Records supplied>

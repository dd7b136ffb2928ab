use super::commands;
use chrono::NaiveDate;
use clap::{Parser, Subcommand};
use ferritin_featurizers::{ModelType, MsaMode, PairMode};
use std::path::PathBuf;

#[derive(Parser)]
#[command(author, version, about, long_about = None)]
pub struct Cli {
    #[command(subcommand)]
    command: Commands,
}

#[derive(Subcommand)]
enum Commands {
    /// Build model input features for the chains of a FASTA record
    Featurize {
        /// FASTA file; chains of the first record are separated by `:`
        #[arg(short, long)]
        input: PathBuf,
        /// Directory of precomputed `msa_{i}.a3m` / `pair_{i}.a3m` alignments
        #[arg(long)]
        msa_dir: Option<PathBuf>,
        /// Output safetensors file
        #[arg(short, long)]
        output: PathBuf,
        #[arg(long, default_value = "unpaired_paired")]
        pair_mode: PairMode,
        #[arg(long, default_value = "mmseqs2_uniref_env")]
        msa_mode: MsaMode,
        #[arg(long, default_value = "alphafold2_ptm")]
        model_type: ModelType,
        /// Look up templates for every sequence
        #[arg(long)]
        templates: bool,
        /// Template directory used instead of the search results
        #[arg(long)]
        custom_template_path: Option<PathBuf>,
        #[arg(long)]
        max_template_date: Option<NaiveDate>,
        /// Pad residue axes to this length
        #[arg(long)]
        pad_len: Option<usize>,
        /// Write the template names found per chain as JSON
        #[arg(long)]
        domain_names: Option<PathBuf>,
        /// Write the combined alignment as A3M
        #[arg(long)]
        a3m: Option<PathBuf>,
    },
    /// Plot the sequence coverage of an A3M alignment as SVG
    Coverage {
        #[arg(short, long)]
        a3m: PathBuf,
        #[arg(short, long)]
        output: PathBuf,
    },
    /// Plot predicted aligned error of one or more models as SVG
    Pae {
        /// Safetensors model outputs; each becomes a panel named after the file
        #[arg(short, long, required = true, num_args = 1..)]
        input: Vec<PathBuf>,
        #[arg(long, default_value = "predicted_aligned_error")]
        key: String,
        #[arg(short, long)]
        output: PathBuf,
    },
    /// Plot per-residue pLDDT of one or more models as SVG
    Plddt {
        #[arg(short, long, required = true, num_args = 1..)]
        input: Vec<PathBuf>,
        #[arg(long, default_value = "plddt")]
        key: String,
        /// Residues per chain, e.g. `10,7`
        #[arg(long, value_delimiter = ',')]
        chain_lengths: Vec<usize>,
        #[arg(short, long)]
        output: PathBuf,
    },
}

impl Cli {
    pub fn execute(self) -> anyhow::Result<()> {
        match self.command {
            Commands::Featurize {
                input,
                msa_dir,
                output,
                pair_mode,
                msa_mode,
                model_type,
                templates,
                custom_template_path,
                max_template_date,
                pad_len,
                domain_names,
                a3m,
            } => commands::featurize::execute(commands::featurize::FeaturizeArgs {
                input,
                msa_dir,
                output,
                pair_mode,
                msa_mode,
                model_type,
                templates,
                custom_template_path,
                max_template_date,
                pad_len,
                domain_names,
                a3m,
            }),
            Commands::Coverage { a3m, output } => commands::coverage::execute(a3m, output),
            Commands::Pae { input, key, output } => commands::confidence::pae(&input, &key, output),
            Commands::Plddt {
                input,
                key,
                chain_lengths,
                output,
            } => commands::confidence::plddt(&input, &key, &chain_lengths, output),
        }
    }
}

Task directions>
Where a line in the entries holds "Parser", copy that line.

Exercise result>
use clap::{Parser, Subcommand};
#[derive(Parser)]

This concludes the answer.